Personal property searchable incident to arrest. Searches incident to arrest may extend to items immediately associated with the arrestee at the time of arrest. See State v. Brock, 184 Wn.2d 148, 159, 355 P.3d 1118 (2015) (search of backpack reasonable where arrestee had been wearing backpack at time of initial stop prior to arrest); State v. MacDicken, 179 Wn.2d 936, 938, 319 P.3d 31 (2014) (search of arrestee's bags reasonable where arrestee was carrying the laptop bag and pushing the rolling duffel bag at time of arrest); State v. Byrd, 178 Wn.2d 611, 621, 310 P.3d 793 (2013) (search of arrestee's purse reasonable where she was holding purse on her lap at time of arrest).

Cell phones carry heightened privacy concerns for individuals in terms of both the quantity and quality of private information they contain. See Riley v. California, 573 U.S. 373, 393–96, 124 S.Ct. 2473, 189 L.Ed.2d 430 (2014) (noting that cell phones have vast storage capacity that typically contains sensitive personal information). Police may not automatically search the contents of a cell phone carried by or associated with an individual at the time of arrest, whether the cell phone is a smart phone or a standard cell phone. Riley v. California, 134 S.Ct. at 2492–93.

Breath tests to measure blood alcohol content, but not blood tests, are constitutionally permissible as searches incident to arrest. Birchfield v. North Dakota, U.S. , 136 S.Ct. 2160, 2184, 195 L.Ed.2d 560 (2016); accord State v. Baird, 187 Wn.2d 210, 386 P.3d 239 (2016).

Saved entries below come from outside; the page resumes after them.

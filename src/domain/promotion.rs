//! Promotion domain types
//!
//! Defines the per-image promotion workflow as a state machine and the
//! summary returned by each workflow run.

use serde::{Deserialize, Serialize};
use std::fmt;
use std::time::Duration;

use super::image::ImageReference;

/// Steps after the gate that can fail an allowed image
#[derive(Debug, Clone, Copy, PartialEq, Eq, Serialize, Deserialize)]
#[serde(rename_all = "snake_case")]
pub enum PromotionStep {
    Provision,
    Copy,
    Sign,
}

impl PromotionStep {
    pub fn name(&self) -> &'static str {
        match self {
            Self::Provision => "Provision",
            Self::Copy => "Copy",
            Self::Sign => "Sign",
        }
    }
}

/// Per-image promotion state
///
/// ```text
/// Scanned -> Allowed | Denied | Skipped
/// Allowed -> RepoReady -> Copied -> Signed
/// Allowed | RepoReady | Copied -> Failed(step)
/// ```
#[derive(Debug, Clone, Copy, PartialEq, Eq, Serialize, Deserialize)]
#[serde(tag = "state", content = "step", rename_all = "snake_case")]
pub enum PromotionState {
    Scanned,
    Allowed,
    Denied,
    Skipped,
    RepoReady,
    Copied,
    Signed,
    Failed(PromotionStep),
}

impl PromotionState {
    /// Whether `next` is a legal successor of `self`
    pub fn can_advance_to(&self, next: PromotionState) -> bool {
        use PromotionState::*;
        match (self, next) {
            (Scanned, Allowed | Denied | Skipped) => true,
            (Allowed, RepoReady) => true,
            (RepoReady, Copied) => true,
            (Copied, Signed) => true,
            (Allowed, Failed(PromotionStep::Provision)) => true,
            (RepoReady, Failed(PromotionStep::Copy)) => true,
            (Copied, Failed(PromotionStep::Sign)) => true,
            _ => false,
        }
    }

    pub fn is_terminal(&self) -> bool {
        matches!(
            self,
            Self::Denied | Self::Skipped | Self::Signed | Self::Failed(_)
        )
    }

    pub fn name(&self) -> &'static str {
        match self {
            Self::Scanned => "scanned",
            Self::Allowed => "allowed",
            Self::Denied => "denied",
            Self::Skipped => "skipped",
            Self::RepoReady => "repo_ready",
            Self::Copied => "copied",
            Self::Signed => "signed",
            Self::Failed(_) => "failed",
        }
    }
}

impl fmt::Display for PromotionState {
    fn fmt(&self, f: &mut fmt::Formatter<'_>) -> fmt::Result {
        match self {
            Self::Failed(step) => write!(f, "failed at {}", step.name()),
            other => f.write_str(other.name()),
        }
    }
}

/// Tracks one image through the promotion state machine
#[derive(Debug, Clone)]
pub struct ImagePromotion {
    pub image: ImageReference,
    state: PromotionState,
    history: Vec<PromotionState>,
}

impl ImagePromotion {
    pub fn new(image: ImageReference) -> Self {
        Self {
            image,
            state: PromotionState::Scanned,
            history: vec![PromotionState::Scanned],
        }
    }

    pub fn state(&self) -> PromotionState {
        self.state
    }

    pub fn history(&self) -> &[PromotionState] {
        &self.history
    }

    /// Move to `next`; illegal transitions are a programming error
    pub fn advance(&mut self, next: PromotionState) {
        debug_assert!(
            self.state.can_advance_to(next),
            "illegal promotion transition {:?} -> {:?}",
            self.state,
            next
        );
        self.state = next;
        self.history.push(next);
    }
}

/// Terminal state of one image in a workflow run
#[derive(Debug, Clone, PartialEq, Eq, Serialize, Deserialize)]
#[serde(tag = "kind", rename_all = "snake_case")]
pub enum ImageState {
    Pulled,
    PullFailed,
    Promotion { state: PromotionState },
}

/// Per-image result line of a run
#[derive(Debug, Clone, Serialize, Deserialize)]
pub struct ImageOutcome {
    pub image: ImageReference,
    pub state: ImageState,
    #[serde(skip_serializing_if = "Option::is_none")]
    pub detail: Option<String>,
}

impl ImageOutcome {
    pub fn pulled(image: ImageReference) -> Self {
        Self {
            image,
            state: ImageState::Pulled,
            detail: None,
        }
    }

    pub fn pull_failed(image: ImageReference, error: impl Into<String>) -> Self {
        Self {
            image,
            state: ImageState::PullFailed,
            detail: Some(error.into()),
        }
    }

    pub fn promotion(promotion: &ImagePromotion, detail: Option<String>) -> Self {
        Self {
            image: promotion.image.clone(),
            state: ImageState::Promotion {
                state: promotion.state(),
            },
            detail,
        }
    }

    pub fn is_success(&self) -> bool {
        match &self.state {
            ImageState::Pulled => true,
            ImageState::PullFailed => false,
            ImageState::Promotion { state } => !matches!(state, PromotionState::Failed(_)),
        }
    }
}

/// Which workflow produced a summary
#[derive(Debug, Clone, Copy, PartialEq, Eq, Serialize, Deserialize)]
#[serde(rename_all = "snake_case")]
pub enum Workflow {
    Pull,
    Promote,
    Check,
}

impl Workflow {
    pub fn name(&self) -> &'static str {
        match self {
            Self::Pull => "pull",
            Self::Promote => "promote",
            Self::Check => "check",
        }
    }
}

/// Result of one workflow run
#[derive(Debug, Clone, Serialize, Deserialize)]
pub struct RunSummary {
    pub workflow: Workflow,
    pub outcomes: Vec<ImageOutcome>,
    pub duration: Duration,
}

impl RunSummary {
    pub fn new(workflow: Workflow) -> Self {
        Self {
            workflow,
            outcomes: Vec::new(),
            duration: Duration::ZERO,
        }
    }

    pub fn record(&mut self, outcome: ImageOutcome) {
        self.outcomes.push(outcome);
    }

    /// Count outcomes in a given promotion state
    pub fn count_promotion(&self, wanted: PromotionState) -> usize {
        self.outcomes
            .iter()
            .filter(|o| matches!(o.state, ImageState::Promotion { state } if state == wanted))
            .count()
    }

    pub fn all_succeeded(&self) -> bool {
        self.outcomes.iter().all(ImageOutcome::is_success)
    }
}

#[cfg(test)]
mod tests {
    use super::*;

    fn image() -> ImageReference {
        ImageReference {
            repository: "app".to_string(),
            tag: "1.0".to_string(),
        }
    }

    #[test]
    fn test_happy_path_transitions() {
        let mut promotion = ImagePromotion::new(image());
        for next in [
            PromotionState::Allowed,
            PromotionState::RepoReady,
            PromotionState::Copied,
            PromotionState::Signed,
        ] {
            promotion.advance(next);
        }
        assert_eq!(promotion.state(), PromotionState::Signed);
        assert!(promotion.state().is_terminal());
        assert_eq!(promotion.history().len(), 5);
    }

    #[test]
    fn test_illegal_transitions_rejected() {
        assert!(!PromotionState::Denied.can_advance_to(PromotionState::RepoReady));
        assert!(!PromotionState::Scanned.can_advance_to(PromotionState::Copied));
        assert!(!PromotionState::Allowed.can_advance_to(PromotionState::Failed(PromotionStep::Sign)));
        assert!(PromotionState::Copied.can_advance_to(PromotionState::Failed(PromotionStep::Sign)));
    }

    #[test]
    fn test_summary_counts() {
        let mut summary = RunSummary::new(Workflow::Promote);
        let mut signed = ImagePromotion::new(image());
        signed.advance(PromotionState::Allowed);
        signed.advance(PromotionState::RepoReady);
        signed.advance(PromotionState::Copied);
        signed.advance(PromotionState::Signed);
        summary.record(ImageOutcome::promotion(&signed, None));

        let mut denied = ImagePromotion::new(image());
        denied.advance(PromotionState::Denied);
        summary.record(ImageOutcome::promotion(&denied, Some("HIGH".into())));

        assert_eq!(summary.count_promotion(PromotionState::Signed), 1);
        assert_eq!(summary.count_promotion(PromotionState::Denied), 1);
        assert!(summary.all_succeeded());
    }

    #[test]
    fn test_pull_failure_marks_summary_failed() {
        let mut summary = RunSummary::new(Workflow::Pull);
        summary.record(ImageOutcome::pulled(image()));
        summary.record(ImageOutcome::pull_failed(image(), "throttled"));
        assert_eq!(summary.outcomes[0].state, ImageState::Pulled);
        assert!(!summary.all_succeeded());
    }
}
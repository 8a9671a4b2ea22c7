//! Setup for one workflow invocation
//!
//! Built once at startup and passed to each entrypoint explicitly.

use std::sync::Arc;
use tracing::info;

use crate::config::PipelineConfig;
use crate::domain::Workflow;
use crate::error::{PromoteError, ToolError};
use crate::infrastructure::signer::WorkspaceSetup;
use crate::observability::RunEvents;
use crate::infrastructure::{
    ArtifactCopier, ArtifactSigner, AwsCliRegistry, NotationSigner, OrasCopier, PluginWorkspace,
    RegistryApi, RegistryLogin, SigningIdentity, ToolRunner,
};
use crate::tools::{get_tool_path, resolve_tool, tools};
use crate::trigger::Invocation;

/// Configuration plus the registry, copy and sign capabilities
pub struct PipelineContext {
    pub config: PipelineConfig,
    pub registry: Arc<dyn RegistryApi>,
    pub copier: Arc<dyn ArtifactCopier>,
    pub signer: Arc<dyn ArtifactSigner>,
}

impl PipelineContext {
    /// Assemble a context from already-built capabilities
    pub fn from_parts(
        config: PipelineConfig,
        registry: Arc<dyn RegistryApi>,
        copier: Arc<dyn ArtifactCopier>,
        signer: Arc<dyn ArtifactSigner>,
    ) -> Self {
        Self {
            config,
            registry,
            copier,
            signer,
        }
    }

    /// Build the production context for one `workflow` invocation
    ///
    /// Only the promote workflow needs oras, notation and the plugin
    /// workspace; the others skip those checks. Tool events carry the
    /// invocation id.
    pub fn initialize(
        config: PipelineConfig,
        workflow: Workflow,
        invocation: &Invocation,
    ) -> Result<Self, PromoteError> {
        std::fs::create_dir_all(&config.work_home).map_err(|e| ToolError::PluginWorkspace {
            path: config.work_home.display().to_string(),
            message: e.to_string(),
        })?;

        let runner = ToolRunner::new(
            &config.work_home,
            RunEvents::new(invocation.id, workflow),
        );
        let aws = resolve_tool(tools::AWS)?;

        let (oras, notation) = if workflow == Workflow::Promote {
            let oras = resolve_tool(tools::ORAS)?;
            let notation = resolve_tool(tools::NOTATION)?;
            let workspace = PluginWorkspace::new(&config.plugin_source, &config.work_home);
            if let WorkspaceSetup::Copied { files } = workspace.prepare()? {
                info!("Prepared notation workspace ({} files)", files);
            }
            (oras, notation)
        } else {
            (get_tool_path(tools::ORAS), get_tool_path(tools::NOTATION))
        };

        let endpoint = &config.endpoint;
        let login = RegistryLogin::new(
            runner.clone(),
            aws.clone(),
            endpoint.region.clone(),
            endpoint.host(),
        );
        let identity = SigningIdentity {
            profile_arn: endpoint.signing_profile_arn(&config.signing_profile),
            region: endpoint.region.clone(),
        };

        let registry = Arc::new(AwsCliRegistry::new(
            runner.clone(),
            aws,
            endpoint.region.clone(),
        ));
        let copier = Arc::new(OrasCopier::new(runner.clone(), login.clone(), oras));
        let signer = Arc::new(NotationSigner::new(runner, login, notation, identity));

        info!(
            "Initialized {} workflow against {} (work home {})",
            workflow.name(),
            endpoint.host(),
            config.work_home.display()
        );

        Ok(Self::from_parts(config, registry, copier, signer))
    }
}
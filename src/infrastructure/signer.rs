//! Artifact signing with notation and the AWS Signer plugin
//!
//! notation looks for plugins under its config directory, which it also
//! writes to. The read-only plugin installation is therefore copied once per
//! process into the writable work home ([`PluginWorkspace`]).

use async_trait::async_trait;
use std::path::{Path, PathBuf};
use tracing::{debug, info};
use walkdir::WalkDir;

use crate::domain::image::ArtifactRef;
use crate::error::ToolError;
use crate::infrastructure::auth::RegistryLogin;
use crate::infrastructure::process::{ToolOutput, ToolRunner};
use crate::tools::tools;

/// notation plugin id for AWS Signer
pub const SIGNER_PLUGIN_ID: &str = "com.amazonaws.signer.notation.plugin";

/// Signs an artifact in place
#[async_trait]
pub trait ArtifactSigner: Send + Sync {
    /// Authenticate, then sign `artifact`
    ///
    /// `Ok` carries the raw sign result even for a non-zero exit; `Err` means
    /// signing could not be attempted.
    async fn sign(&self, artifact: &ArtifactRef) -> Result<ToolOutput, ToolError>;
}

/// Signing identity and plugin configuration
#[derive(Debug, Clone, PartialEq, Eq)]
pub struct SigningIdentity {
    /// Signing profile ARN passed as `--id`
    pub profile_arn: String,
    pub region: String,
}

/// `notation sign --plugin ... --id ... --plugin-config aws-region=...`
pub struct NotationSigner {
    runner: ToolRunner,
    login: RegistryLogin,
    notation: String,
    identity: SigningIdentity,
}

impl NotationSigner {
    pub fn new(
        runner: ToolRunner,
        login: RegistryLogin,
        notation: impl Into<String>,
        identity: SigningIdentity,
    ) -> Self {
        Self {
            runner,
            login,
            notation: notation.into(),
            identity,
        }
    }

    fn sign_args(&self, artifact: &ArtifactRef) -> Vec<String> {
        vec![
            "sign".to_string(),
            artifact.to_string(),
            "--plugin".to_string(),
            SIGNER_PLUGIN_ID.to_string(),
            "--id".to_string(),
            self.identity.profile_arn.clone(),
            "--plugin-config".to_string(),
            format!("aws-region={}", self.identity.region),
        ]
    }
}

#[async_trait]
impl ArtifactSigner for NotationSigner {
    async fn sign(&self, artifact: &ArtifactRef) -> Result<ToolOutput, ToolError> {
        self.login.login(tools::NOTATION, &self.notation).await?;
        let args = self.sign_args(artifact);
        self.runner
            .run(tools::NOTATION, &self.notation, &args, None)
            .await
    }
}

/// Result of preparing the plugin workspace
#[derive(Debug, Clone, Copy, PartialEq, Eq)]
pub enum WorkspaceSetup {
    Copied { files: usize },
    AlreadyPresent,
}

/// Writable copy of the notation config + plugin tree
#[derive(Debug, Clone)]
pub struct PluginWorkspace {
    source: PathBuf,
    destination: PathBuf,
}

impl PluginWorkspace {
    /// `destination` is `{work_home}/.config/notation`
    pub fn new(source: impl Into<PathBuf>, work_home: &Path) -> Self {
        Self {
            source: source.into(),
            destination: work_home.join(".config").join("notation"),
        }
    }

    pub fn destination(&self) -> &Path {
        &self.destination
    }

    /// Copy the plugin tree unless the destination already exists
    pub fn prepare(&self) -> Result<WorkspaceSetup, ToolError> {
        if self.destination.exists() {
            info!(
                "Plugin workspace {} already exists, not copying",
                self.destination.display()
            );
            return Ok(WorkspaceSetup::AlreadyPresent);
        }

        let files = copy_tree(&self.source, &self.destination).map_err(|message| {
            ToolError::PluginWorkspace {
                path: self.destination.display().to_string(),
                message,
            }
        })?;
        info!(
            "Copied {} plugin files from {} to {}",
            files,
            self.source.display(),
            self.destination.display()
        );
        Ok(WorkspaceSetup::Copied { files })
    }
}

fn copy_tree(source: &Path, destination: &Path) -> Result<usize, String> {
    if !source.is_dir() {
        return Err(format!("{} is not a directory", source.display()));
    }

    let mut files = 0;
    for entry in WalkDir::new(source).follow_links(true) {
        let entry = entry.map_err(|e| e.to_string())?;
        let relative = entry
            .path()
            .strip_prefix(source)
            .map_err(|e| e.to_string())?;
        let target = destination.join(relative);

        if entry.file_type().is_dir() {
            std::fs::create_dir_all(&target)
                .map_err(|e| format!("create {}: {}", target.display(), e))?;
        } else {
            debug!("Copying {}", relative.display());
            std::fs::copy(entry.path(), &target)
                .map_err(|e| format!("copy {}: {}", entry.path().display(), e))?;
            files += 1;
        }
    }
    Ok(files)
}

Search must be contemporaneous. A search may be considered “incident to arrest” even if it occurs shortly before the arrest, as long as there is probable cause to arrest at the time of the search. State v. Harrell, 83 Wn.App. 393, 400, 923 P.2d 698 (1996). In order to qualify for the exception, a search conducted after the arrest must be essentially contemporaneous; a significant delay between the arrest and the search renders the search unreasonable. See State v. Smith, 119 Wn.2d at 679, 683 (holding that a delay of 9 to 17 minutes is not unreasonable); United States v. Vasey, 834 F.2d 782, 786 (9th Cir. 1987) (holding that a delay of 30 to 45 minutes is unreasonable).

Causation. For discussions of causation, see the Comments to WPI 340.02 (Civil Rights—Individual Defendant—Burden of Proof on the Issues), WPI 340.04 (Civil Rights—“Subjects” and “Causes to be Subjected”—Definition), and WPI 340.06 (Causation—Comment Only) for a discussion of causation.